# petfinder puppies



## llf060787 (Nov 19, 2007)

How can they let these puppies go at 8 weeks old????

http://www.petfinder.com/petnote/displaype...?petid=14867656


----------



## Ladysmom (Oct 19, 2004)

QUOTE (llf060787 @ Oct 19 2009, 09:39 AM) index.php?act=findpost&pid=841481


> How can they let these puppies go at 8 weeks old????
> 
> http://www.petfinder.com/petnote/displaype...?petid=14867656[/B]



They are also advertising "Christmas" puppies, a big no-no as puppies should never be given as presents. In fact, many rescues will not adopt out their dogs around the holidays for that very reason.

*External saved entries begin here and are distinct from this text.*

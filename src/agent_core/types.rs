//! Shared types for the agent core.
//!
//! Tool invocations and outcomes, conversation turns, query results, and the
//! event types emitted by the engine and the router.

use chrono::{DateTime, Utc};
use serde::{Deserialize, Serialize};

// ─── Backends ───────────────────────────────────────────────────────────────

/// Where a tool invocation is routed.
#[derive(Debug, Clone, Copy, PartialEq, Eq, Hash, Serialize, Deserialize)]
#[serde(rename_all = "lowercase")]
pub enum Backend {
    /// Audit-log tool server (large scans, long timeout).
    Audit,
    /// Cluster administration tool server.
    Cluster,
    /// In-process handlers, no subprocess.
    Local,
    /// The catalog did not recognise the requested tool.
    #[serde(other)]
    Unknown,
}

impl Backend {
    pub fn as_str(&self) -> &'static str {
        match self {
            Backend::Audit => "audit",
            Backend::Cluster => "cluster",
            Backend::Local => "local",
            Backend::Unknown => "unknown",
        }
    }
}

impl std::fmt::Display for Backend {
    fn fmt(&self, f: &mut std::fmt::Formatter<'_>) -> std::fmt::Result {
        f.write_str(self.as_str())
    }
}

// ─── Invocations & Outcomes ─────────────────────────────────────────────────

/// One tool call, already translated to the backend's internal name.
#[derive(Debug, Clone, PartialEq, Serialize, Deserialize)]
pub struct ToolInvocation {
    pub backend: Backend,
    /// Backend-internal dotted name, e.g. `audit.search_events`.
    pub name: String,
    pub arguments: serde_json::Value,
}

impl ToolInvocation {
    pub fn new(backend: Backend, name: impl Into<String>, arguments: serde_json::Value) -> Self {
        Self {
            backend,
            name: name.into(),
            arguments,
        }
    }
}

/// Result of one tool invocation. `payload` is set iff `success`.
#[derive(Debug, Clone, PartialEq, Serialize, Deserialize)]
pub struct ToolOutcome {
    pub backend: Backend,
    pub name: String,
    pub success: bool,
    #[serde(skip_serializing_if = "Option::is_none")]
    pub payload: Option<serde_json::Value>,
    #[serde(skip_serializing_if = "Option::is_none")]
    pub error: Option<String>,
    pub duration_ms: u64,
}

impl ToolOutcome {
    pub fn success(
        invocation: &ToolInvocation,
        payload: serde_json::Value,
        duration_ms: u64,
    ) -> Self {
        Self {
            backend: invocation.backend,
            name: invocation.name.clone(),
            success: true,
            payload: Some(payload),
            error: None,
            duration_ms,
        }
    }

    pub fn failure(
        invocation: &ToolInvocation,
        error: impl Into<String>,
        duration_ms: u64,
    ) -> Self {
        Self {
            backend: invocation.backend,
            name: invocation.name.clone(),
            success: false,
            payload: None,
            error: Some(error.into()),
            duration_ms,
        }
    }

    /// Text shown to the model for this outcome.
    ///
    /// String payloads are passed through as-is (no JSON quoting); other
    /// payloads are JSON-encoded.
    pub fn model_text(&self) -> String {
        if !self.success {
            return self
                .error
                .clone()
                .unwrap_or_else(|| "Tool execution failed".to_string());
        }
        match &self.payload {
            Some(serde_json::Value::String(s)) => s.clone(),
            Some(value) => serde_json::to_string(value).unwrap_or_default(),
            None => "No result returned.".to_string(),
        }
    }
}

// ─── Conversation ───────────────────────────────────────────────────────────

/// Conversation role. System instructions are not part of the history.
#[derive(Debug, Clone, Copy, PartialEq, Eq, Serialize, Deserialize)]
#[serde(rename_all = "lowercase")]
pub enum Role {
    User,
    Assistant,
}

/// Provider-neutral structured content.
#[derive(Debug, Clone, PartialEq, Serialize, Deserialize)]
#[serde(tag = "type", rename_all = "snake_case")]
pub enum ContentBlock {
    Text {
        text: String,
    },
    /// The model asked for a tool. `id` is the provider's own correlation id.
    ToolRequest {
        id: String,
        name: String,
        arguments: serde_json::Value,
    },
    /// An outcome sent back to the model, addressed to a `ToolRequest` id.
    ToolResult {
        request_id: String,
        outcome: ToolOutcome,
    },
}

/// Turn content: plain text, or blocks for tool traffic.
#[derive(Debug, Clone, PartialEq, Serialize, Deserialize)]
#[serde(untagged)]
pub enum TurnContent {
    Text(String),
    Blocks(Vec<ContentBlock>),
}

/// One entry in a session's conversation history.
#[derive(Debug, Clone, PartialEq, Serialize, Deserialize)]
pub struct ConversationTurn {
    pub role: Role,
    pub content: TurnContent,
}

impl ConversationTurn {
    pub fn user_text(text: impl Into<String>) -> Self {
        Self {
            role: Role::User,
            content: TurnContent::Text(text.into()),
        }
    }

    pub fn assistant_text(text: impl Into<String>) -> Self {
        Self {
            role: Role::Assistant,
            content: TurnContent::Text(text.into()),
        }
    }

    /// Tool request ids carried by this turn, in order.
    pub fn tool_request_ids(&self) -> Vec<&str> {
        match &self.content {
            TurnContent::Blocks(blocks) => blocks
                .iter()
                .filter_map(|b| match b {
                    ContentBlock::ToolRequest { id, .. } => Some(id.as_str()),
                    _ => None,
                })
                .collect(),
            TurnContent::Text(_) => Vec::new(),
        }
    }

    /// Request ids this turn answers, in order.
    pub fn tool_result_ids(&self) -> Vec<&str> {
        match &self.content {
            TurnContent::Blocks(blocks) => blocks
                .iter()
                .filter_map(|b| match b {
                    ContentBlock::ToolResult { request_id, .. } => Some(request_id.as_str()),
                    _ => None,
                })
                .collect(),
            TurnContent::Text(_) => Vec::new(),
        }
    }
}

// ─── Query Results ──────────────────────────────────────────────────────────

/// Terminal output of one `execute_query`.
#[derive(Debug, Clone, PartialEq, Serialize, Deserialize)]
#[serde(rename_all = "camelCase")]
pub struct QueryResult {
    pub query: String,
    pub response: String,
    /// Every invocation across all rounds, in request order.
    pub tool_calls: Vec<ToolInvocation>,
    /// One outcome per invocation, same order.
    pub tool_results: Vec<ToolOutcome>,
    pub timestamp: DateTime<Utc>,
}

/// Events emitted by the streaming engine, terminated by `Done`.
#[derive(Debug, Clone, PartialEq, Serialize, Deserialize)]
#[serde(tag = "type", rename_all = "snake_case")]
pub enum EngineEvent {
    Text { content: String },
    ToolCall { invocation: ToolInvocation },
    ToolResult { outcome: ToolOutcome },
    Done { result: QueryResult },
}

// ─── Observability ──────────────────────────────────────────────────────────

/// Final status of a routed tool call.
#[derive(Debug, Clone, Copy, PartialEq, Eq, Serialize, Deserialize)]
#[serde(rename_all = "snake_case")]
pub enum ToolStatus {
    Success,
    Failure,
}

/// One event per routed invocation, sent to the router's observer.
#[derive(Debug, Clone, PartialEq, Serialize, Deserialize)]
pub struct ToolEvent {
    pub backend: Backend,
    pub name: String,
    pub status: ToolStatus,
    pub duration_ms: u64,
    #[serde(skip_serializing_if = "Option::is_none")]
    pub error: Option<String>,
}

impl From<&ToolOutcome> for ToolEvent {
    fn from(outcome: &ToolOutcome) -> Self {
        Self {
            backend: outcome.backend,
            name: outcome.name.clone(),
            status: if outcome.success {
                ToolStatus::Success
            } else {
                ToolStatus::Failure
            },
            duration_ms: outcome.duration_ms,
            error: outcome.error.clone(),
        }
    }
}

// ─── Local Tools ────────────────────────────────────────────────────────────

/// A structured suggestion recorded by the local `record_suggestion` tool.
#[derive(Debug, Clone, PartialEq, Serialize, Deserialize)]
pub struct Suggestion {
    pub title: String,
    pub description: String,
    #[serde(skip_serializing_if = "Option::is_none")]
    pub command: Option<String>,
}

// ─── Tests ──────────────────────────────────────────────────────────────────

There are a few red flags for me about this rescue in general. They are not a not-for-profit and they will ship dogs out of state.


----------



## almitra (Apr 24, 2009)

Yeah, kinda worrisome. ((sigh)) Sounds like they're more interested in placing them ASAP than having to take care of them longterm in the event they don't adopt out. Hmmmm.....


----------



## cindy6755 (Mar 20, 2005)

This is probably not a legit rescue, most likely a backyard breeder or worst a puppymill


----------



## Canada (Jun 4, 2009)

The page is now down, it says:
"Oops! The pet you've tried to access is no longer listed on Petfinder.com!"
They must have found a home?


----------



## Maidto2Maltese (Oct 19, 2004)

Yes , occasionaly a few 'bad-eggs' seem to worm their way onto petfinder 'disguised' as a legit rescue when they aren't. Hopefully they were 'found-out'/reported and removed!!!!!


----------



## Ladysmom (Oct 19, 2004)

QUOTE (Canada @ Oct 30 2009, 12:59 PM) index.php?act=findpost&pid=845435


> The page is now down, it says:
> "Oops! The pet you've tried to access is no longer listed on Petfinder.com!"
> They must have found a home?[/B]


Or someone reported them.


----------